On 28 April 1639, he and eight others signed a compact, and soon established the town of Newport at the southern end of Aquidneck Island. Once there, he was named as one of four assigned to proportion the land, and to collect four pence for each acre laid out. In September he was made a freeman of Newport, and the following March was a member of the general court of elections. On 20 June 1644 he sold to Henry Bull certain parcels of land that had been granted to him by the freemen of Newport.

In 1655 Hazard was once again in Portsmouth, where his name appears on a list of freemen, and where, in 1658, he deeded land to Stephen Wilcox, who married his daughter Hannah. The same year he was chosen to sit on the colony's petit jury, but was fined five shillings for not serving.

Hazard wrote a will on 30 November 1669, naming his son and his three married daughters. His circumstances later changed, and on 13 November 1676 he wrote another will with much different provisions (see Family, below). He was still alive on 6 August 1677 when he further modified his estate plans. Austin has him paying a tax in 1680, but Anderson does not find this to be valid.

== Family ==

Hazard first married a woman named Martha, about whom little is known. Based on the probable birth dates of his children, his wife and at least two children likely sailed with him from England to New England. Hazard had a friendly relationship with Thomas Sheriff of Portsmouth, and when the latter died, Hazard married, as his second wife, Sheriff's widow, also named Martha. In his first will in 1669, Hazard made his son executor, and named all three daughters, but in his later will, his son and daughters were disinherited, with all of his estate going to his "beloved yoakfellow Martha Hassard now living." Following Hazard's death, his widow then married Lewis Hues, who abandoned her within a few weeks, apparently "taking away great part of her estate, that was hers in her former husband's time."

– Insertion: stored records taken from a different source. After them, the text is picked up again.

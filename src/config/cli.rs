use crate::core::Storage;
use crate::utils::error::Result;
use std::fs;
use std::path::Path;

/// 本地檔案系統的 Storage 實作。
///
/// 寫入走「暫存檔 + rename」：快取每寫一筆就落盤，中途斷電
/// 不能留下半份 JSON，否則下次啟動會把整個快取判為損毀。
#[derive(Debug, Clone)]
pub struct LocalStorage {
    base_path: String,
}

impl LocalStorage {
    pub fn new(base_path: String) -> Self {
        Self { base_path }
    }

    fn resolve(&self, path: &str) -> std::path::PathBuf {
        Path::new(&self.base_path).join(path)
    }
}

impl Storage for LocalStorage {
    async fn read_file(&self, path: &str) -> Result<Vec<u8>> {
        let data = fs::read(self.resolve(path))?;
        Ok(data)
    }

    async fn write_file(&self, path: &str, data: &[u8]) -> Result<()> {
        let full_path = self.resolve(path);

        if let Some(parent) = full_path.parent() {
            fs::create_dir_all(parent)?;
        }

        let tmp_path = full_path.with_extension("tmp");
        fs::write(&tmp_path, data)?;
        fs::rename(&tmp_path, &full_path)?;
        Ok(())
    }
}
use crate::core::Pipeline;
use crate::utils::error::Result;
use std::time::Instant;

/// 驅動 extract → transform → load 的小引擎
pub struct EnrichEngine<P: Pipeline> {
    pipeline: P,
}

impl<P: Pipeline> EnrichEngine<P> {
    pub fn new(pipeline: P) -> Self {
        Self { pipeline }
    }

    pub async fn run(&self) -> Result<String> {
        let started = Instant::now();
        tracing::info!("▶️ Starting prospect enrichment...");

        tracing::info!("📄 Extracting records...");
        let batch = self.pipeline.extract().await?;
        tracing::info!("📄 Extracted {} records", batch.records.len());

        tracing::info!("✨ Enriching records...");
        let enriched = self.pipeline.transform(batch).await?;
        tracing::info!("✨ Enriched {} records", enriched.rows.len());

        tracing::info!("💾 Writing output...");
        let output_path = self.pipeline.load(enriched).await?;
        tracing::info!(
            "💾 Output saved to: {} ({:.1}s total)",
            output_path,
            started.elapsed().as_secs_f64()
        );

        Ok(output_path)
    }
}
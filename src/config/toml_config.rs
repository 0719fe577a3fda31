use crate::core::ConfigProvider;
use crate::utils::error::{EnrichError, Result};
use crate::utils::validation::Validate;
use serde::{Deserialize, Serialize};
use std::path::Path;

const DEFAULT_EMAIL_COLUMN: &str = "Email";
const DEFAULT_TAX_ID_COLUMN: &str = "CNPJ";
const DEFAULT_CACHE_PATH: &str = "./output/cnpj_cache.json";

#[derive(Debug, Clone, Serialize, Deserialize)]
pub struct TomlConfig {
    pub pipeline: PipelineConfig,
    pub source: SourceConfig,
    pub input: InputConfig,
    pub quota: Option<QuotaConfig>,
    pub cache: Option<CacheConfig>,
    pub load: LoadConfig,
}

#[derive(Debug, Clone, Serialize, Deserialize)]
pub struct PipelineConfig {
    pub name: String,
    pub description: String,
    pub version: String,
}

#[derive(Debug, Clone, Serialize, Deserialize)]
pub struct SourceConfig {
    pub endpoint: String,
    pub timeout_seconds: Option<u64>,
}

#[derive(Debug, Clone, Serialize, Deserialize)]
pub struct InputConfig {
    pub path: String,
    pub email_column: Option<String>,
    pub cnpj_column: Option<String>,
    pub delimiter: Option<String>,
}

#[derive(Debug, Clone, Serialize, Deserialize)]
pub struct QuotaConfig {
    pub max_calls_per_window: Option<u32>,
    pub cooldown_seconds: Option<u64>,
}

#[derive(Debug, Clone, Serialize, Deserialize)]
pub struct CacheConfig {
    pub path: String,
}

#[derive(Debug, Clone, Serialize, Deserialize)]
pub struct LoadConfig {
    pub output_path: String,
}

impl TomlConfig {
    /// 從 TOML 檔案載入配置
    pub fn from_file<P: AsRef<Path>>(path: P) -> Result<Self> {
        let content = std::fs::read_to_string(&path).map_err(EnrichError::IoError)?;
        Self::from_toml_str(&content)
    }

    /// 從 TOML 字串解析配置
    pub fn from_toml_str(content: &str) -> Result<Self> {
        let processed_content = Self::substitute_env_vars(content);

        toml::from_str(&processed_content).map_err(|e| EnrichError::ConfigError {
            message: format!("TOML parsing error: {}", e),
        })
    }

    /// 替換環境變數 (例如 ${REGISTRY_URL})，未定義的保留原樣
    fn substitute_env_vars(content: &str) -> String {
        use regex::Regex;
        let re = Regex::new(r"\$\{([^}]+)\}").unwrap();

        re.replace_all(content, |caps: &regex::Captures| {
            let var_name = &caps[1];
            std::env::var(var_name).unwrap_or_else(|_| format!("${{{}}}", var_name))
        })
        .to_string()
    }

    /// 驗證配置的合理性
    pub fn validate_config(&self) -> Result<()> {
        crate::utils::validation::validate_url("source.endpoint", &self.source.endpoint)?;
        crate::utils::validation::validate_path("input.path", &self.input.path)?;
        crate::utils::validation::validate_path("load.output_path", &self.load.output_path)?;

        if let Some(delimiter) = &self.input.delimiter {
            crate::utils::validation::validate_delimiter("input.delimiter", delimiter)?;
        }

        if let Some(quota) = &self.quota {
            if let Some(max_calls) = quota.max_calls_per_window {
                crate::utils::validation::validate_positive_number(
                    "quota.max_calls_per_window",
                    max_calls as u64,
                    1,
                )?;
            }
        }

        if let Some(timeout) = self.source.timeout_seconds {
            crate::utils::validation::validate_positive_number(
                "source.timeout_seconds",
                timeout,
                1,
            )?;
        }

        Ok(())
    }
}

impl ConfigProvider for TomlConfig {
    fn registry_endpoint(&self) -> &str {
        &self.source.endpoint
    }

    fn input_path(&self) -> &str {
        &self.input.path
    }

    fn output_path(&self) -> &str {
        &self.load.output_path
    }

    fn email_column(&self) -> &str {
        self.input
            .email_column
            .as_deref()
            .unwrap_or(DEFAULT_EMAIL_COLUMN)
    }

    fn tax_id_column(&self) -> &str {
        self.input
            .cnpj_column
            .as_deref()
            .unwrap_or(DEFAULT_TAX_ID_COLUMN)
    }

    fn cache_path(&self) -> &str {
        self.cache
            .as_ref()
            .map(|c| c.path.as_str())
            .unwrap_or(DEFAULT_CACHE_PATH)
    }

    fn csv_delimiter(&self) -> u8 {
        self.input
            .delimiter
            .as_deref()
            .and_then(|d| d.as_bytes().first().copied())
            .unwrap_or(b';')
    }

    fn max_calls_per_window(&self) -> u32 {
        self.quota
            .as_ref()
            .and_then(|q| q.max_calls_per_window)
            .unwrap_or(3)
    }

    fn cooldown_seconds(&self) -> u64 {
        self.quota
            .as_ref()
            .and_then(|q| q.cooldown_seconds)
            .unwrap_or(65)
    }

    fn request_timeout_seconds(&self) -> u64 {
        self.source.timeout_seconds.unwrap_or(10)
    }
}

impl Validate for TomlConfig {
    fn validate(&self) -> Result<()> {
        self.validate_config()
    }
}
use tracing_subscriber::{layer::SubscriberExt, util::SubscriberInitExt, EnvFilter};

pub fn init_cli_logger(verbose: bool, json: bool) {
    let filter = if verbose {
        EnvFilter::try_from_default_env()
            .unwrap_or_else(|_| EnvFilter::new("valida_prospect=debug,info"))
    } else {
        EnvFilter::try_from_default_env().unwrap_or_else(|_| EnvFilter::new("valida_prospect=info"))
    };

    let registry = tracing_subscriber::registry().with(filter);

    if json {
        // 非互動環境（排程、容器）用 JSON 格式方便下游收集
        registry
            .with(
                tracing_subscriber::fmt::layer()
                    .with_target(false)
                    .with_thread_ids(false)
                    .with_file(false)
                    .with_line_number(false)
                    .json(),
            )
            .init();
    } else {
        registry
            .with(
                tracing_subscriber::fmt::layer()
                    .with_target(false)
                    .with_thread_ids(false)
                    .with_file(false)
                    .with_line_number(false)
                    .compact(),
            )
            .init();
    }
}
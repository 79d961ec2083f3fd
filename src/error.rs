//! Unified error handling for shmkit plumbing.
//!
//! `ShmError` covers the fallible edges of the crate: creating and mapping
//! named regions, attaching storages, and registering broadcast readers.
//! Container *operations* (visit, travel, push, ...) do not use this type;
//! they report through the plain-value [`Status`](crate::status::Status)
//! taxonomy instead.

use thiserror::Error;

/// Main error type for shmkit operations.
#[derive(Debug, Error)]
pub enum ShmError {
    /// I/O related errors (region files, truncation, mapping)
    #[error("IO error: {0}")]
    Io(#[from] std::io::Error),

    /// Shared memory management errors
    #[error("Memory error: {0}")]
    Memory(String),

    /// A bounded wait ran out of budget
    #[error("Operation timed out: {0}")]
    Timeout(String),

    /// Invalid input/argument errors
    #[error("Invalid input: {0}")]
    InvalidInput(String),
}

/// Convenience type alias for Results using ShmError
pub type ShmResult<T> = std::result::Result<T, ShmError>;

impl ShmError {
    /// Create a memory error with a custom message
    pub fn memory<S: Into<String>>(msg: S) -> Self {
        ShmError::Memory(msg.into())
    }

    /// Create a timeout error
    pub fn timeout<S: Into<String>>(msg: S) -> Self {
        ShmError::Timeout(msg.into())
    }

    /// Create an invalid input error
    pub fn invalid_input<S: Into<String>>(msg: S) -> Self {
        ShmError::InvalidInput(msg.into())
    }
}
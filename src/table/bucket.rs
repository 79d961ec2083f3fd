//! Hash table bucket: a cache-line aligned `{state, key, value}` record.
//!
//! The state atomic is the sole synchronization point for the bucket body.
//! All key/value writes happen between an acquire CAS that takes a transient
//! state (INSERTING, ACCESSING) and the release store that returns to a
//! terminal state (EMPTY, READY), so any thread that acquires the terminal
//! state observes the writes performed under the preceding ownership.

use std::cell::UnsafeCell;
use std::sync::atomic::AtomicU32;

use bytemuck::Pod;

pub(crate) const EMPTY: u32 = 0;
pub(crate) const INSERTING: u32 = 1;
pub(crate) const READY: u32 = 2;
pub(crate) const ACCESSING: u32 = 3;

/// Snapshot of a bucket's state, for audit enumeration.
#[derive(Debug, Clone, Copy, PartialEq, Eq)]
pub enum BucketState {
    /// Never inserted, or released by a failed insert
    Empty,
    /// Transient: one thread is inserting a new entry
    Inserting,
    /// Terminal: holds a reachable key/value pair
    Ready,
    /// Transient: one thread is visiting the value
    Accessing,
}

impl BucketState {
    /// Decode the raw state word. The crate only ever stores the four
    /// states, so anything else can only come from external corruption and
    /// is reported as the nearest transient.
    pub(crate) fn from_raw(raw: u32) -> Self {
        match raw {
            EMPTY => BucketState::Empty,
            INSERTING => BucketState::Inserting,
            READY => BucketState::Ready,
            _ => BucketState::Accessing,
        }
    }
}

/// One slot of the table's storage array.
///
/// Cache-line alignment keeps neighbouring buckets out of each other's
/// coherency traffic; `#[repr(C, align(64))]` also pads the size to a
/// multiple of the cache line. A zeroed bucket is a valid EMPTY bucket,
/// which is what makes zero-filled fresh regions directly usable.
#[repr(C, align(64))]
pub struct Bucket<K, V> {
    pub(crate) state: AtomicU32,
    pub(crate) key: UnsafeCell<K>,
    pub(crate) value: UnsafeCell<V>,
}

impl<K: Pod, V: Pod> Bucket<K, V> {
    /// Read the key. Sound only while the caller knows the key is stable:
    /// after observing READY with acquire ordering (keys are immutable from
    /// the first READY store onward), or under exclusive access.
    #[inline]
    pub(crate) unsafe fn key(&self) -> &K {
        &*self.key.get()
    }

    /// Mutable access to the value. Sound only while the calling thread
    /// holds the bucket in a transient state.
    #[allow(clippy::mut_from_ref)]
    #[inline]
    pub(crate) unsafe fn value_mut(&self) -> &mut V {
        &mut *self.value.get()
    }
}
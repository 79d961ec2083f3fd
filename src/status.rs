//! Plain-value status codes shared by every container operation.
//!
//! A `Status` is a value, not an error channel: call sites branch on it
//! uniformly with [`Status::is_success`]. Codes travel across process
//! boundaries as raw `u32`s, so [`Status::from_code`] maps anything a newer
//! peer might send into [`Status::Unknown`] instead of failing.

use std::fmt;

/// Result code for container operations.
///
/// Only a subset is produced by this crate today; the remaining codes are
/// reserved so that supervisors and future versions share one taxonomy.
#[must_use]
#[repr(u32)]
#[derive(Debug, Clone, Copy, PartialEq, Eq, Hash, Default)]
pub enum Status {
    /// Normal completion
    #[default]
    Success = 0,
    /// A visitor panicked and was translated
    Error,
    /// Reserved for cross-process visitor failure reporting
    Exception,
    /// Key absent, or a read-only probe reached an empty slot
    NotFound,
    /// Reserved; the table merges create-or-update
    AlreadyExists,
    /// A backoff deadline was exceeded while waiting on a state transition
    Timeout,
    /// Reserved for callers of a block before publication
    NotReady,
    /// Reserved; the containers never allocate
    OutOfMemory,
    /// Bad bucket index passed to a direct operation
    InvalidArgument,
    /// Reserved for unsupported operations
    NotImplemented,
    /// Reserved for external supervisors
    Crash,
    /// Catch-all for codes received from a future version
    Unknown,
}

impl Status {
    /// Decode a raw wire code, mapping out-of-range values to `Unknown`.
    pub fn from_code(code: u32) -> Self {
        match code {
            0 => Status::Success,
            1 => Status::Error,
            2 => Status::Exception,
            3 => Status::NotFound,
            4 => Status::AlreadyExists,
            5 => Status::Timeout,
            6 => Status::NotReady,
            7 => Status::OutOfMemory,
            8 => Status::InvalidArgument,
            9 => Status::NotImplemented,
            10 => Status::Crash,
            _ => Status::Unknown,
        }
    }

    /// Raw wire code.
    #[inline]
    pub fn code(self) -> u32 {
        self as u32
    }

    #[inline]
    pub fn is_success(self) -> bool {
        self == Status::Success
    }

    #[inline]
    pub fn is_failed(self) -> bool {
        self != Status::Success
    }
}

impl fmt::Display for Status {
    fn fmt(&self, f: &mut fmt::Formatter<'_>) -> fmt::Result {
        let name = match self {
            Status::Success => "SUCCESS",
            Status::Error => "ERROR",
            Status::Exception => "EXCEPTION",
            Status::NotFound => "NOT_FOUND",
            Status::AlreadyExists => "ALREADY_EXISTS",
            Status::Timeout => "TIMEOUT",
            Status::NotReady => "NOT_READY",
            Status::OutOfMemory => "OUT_OF_MEMORY",
            Status::InvalidArgument => "INVALID_ARGUMENT",
            Status::NotImplemented => "NOT_IMPLEMENTED",
            Status::Crash => "CRASH",
            Status::Unknown => "UNKNOWN",
        };
        f.write_str(name)
    }
}

/// Conversion for visitor return values.
///
/// Visitors may return `()` (always treated as success) or an explicit
/// [`Status`]; the table's apply path normalizes both through this trait.
pub trait IntoStatus {
    fn into_status(self) -> Status;
}

impl IntoStatus for () {
    #[inline]
    fn into_status(self) -> Status {
        Status::Success
    }
}

impl IntoStatus for Status {
    #[inline]
    fn into_status(self) -> Status {
        self
    }
}
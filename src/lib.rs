//! # shmkit
//!
//! Fixed-capacity, lock-free concurrent containers designed to live entirely
//! inside a shared memory segment mapped by multiple cooperating processes.
//!
//! The crate provides the building blocks:
//!
//! - **Table**: a closed-addressing hash table whose buckets carry a small
//!   per-slot state machine ([`ShmHashTable`])
//! - **Rings**: single-producer claiming ([`SpmcRing`]), sequence-indexed
//!   MPMC ([`MpmcRing`]), and broadcast ([`BroadcastRing`]) ring buffers
//! - **Vector**: an atomic-size append-only array ([`ShmVector`])
//! - **Block**: a one-shot in-place construction guard over a raw region
//!   ([`ShmBlock`])
//! - **Storage**: a process-wide binding of a container type to a named
//!   POSIX shared-memory region ([`ShmStorage`])
//!
//! Containers never allocate and never block indefinitely: every wait is
//! bounded by a caller-supplied [`Backoff`] budget. Keys, values, and ring
//! elements are constrained to [`bytemuck::Pod`] so that byte copies are
//! correct across address spaces.
//!
//! ## Quick start
//!
//! ```rust,no_run
//! use shmkit::{AccessMode, ShmHashTable, ShmStorage};
//!
//! type Counters = ShmHashTable<u64, u64, 1024>;
//!
//! # fn main() -> shmkit::ShmResult<()> {
//! // Any number of processes can run this concurrently; the first one
//! // constructs the table, the rest attach to it.
//! let counters = ShmStorage::<Counters>::instance("my_counters")?;
//!
//! let status = counters.visit(&7, AccessMode::CreateIfMiss, |_, count, _| {
//!     *count += 1;
//! });
//! assert!(status.is_success());
//! # Ok(())
//! # }
//! ```

pub mod backoff;
pub mod block;
pub mod error;
pub mod region;
pub mod ring;
pub mod status;
pub mod storage;
pub mod table;
pub mod vector;

pub use backoff::{Backoff, DEFAULT_TIMEOUT};
pub use block::{ShmBlock, ShmInit};
pub use error::{ShmError, ShmResult};
pub use region::ShmRegion;
pub use ring::{BroadcastReader, BroadcastRing, MpmcRing, SpmcRing};
pub use status::{IntoStatus, Status};
pub use storage::ShmStorage;
pub use table::{AccessMode, Bucket, BucketState, DefaultHashBuilder, ShmHashTable};
pub use vector::ShmVector;

// Re-export bytemuck for consistent Pod/Zeroable trait usage
pub use bytemuck;

/// Cache line size assumed for bucket alignment and counter padding.
pub const CACHE_LINE_SIZE: usize = 64;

Of Hazard's four known children, Robert married Mary Brownell; Elizabeth married George Lawton; Hannah married Stephen Wilcox; and Martha married first Ichabod Potter, and later married Benjamin Mowry. Hazard's great grandson, George Hazard was the deputy governor of the Rhode Island colony from 1734 to 1738, and his great grandson Robert Hazard was the deputy governor from 1750 to 1751. Colonial deputy governor Jonathan Nichols, Jr., and the first Chief Justice of the Rhode Island Supreme Court, Gideon Cornell were descendants, as were the brothers, Commodore Oliver Hazard Perry and Commodore Matthew C. Perry.

Most early writers on the family suggest that Hazard was the same person as a Thomas Hazard living in Newtown on Long Island, but Anderson presents evidence that the two are different men.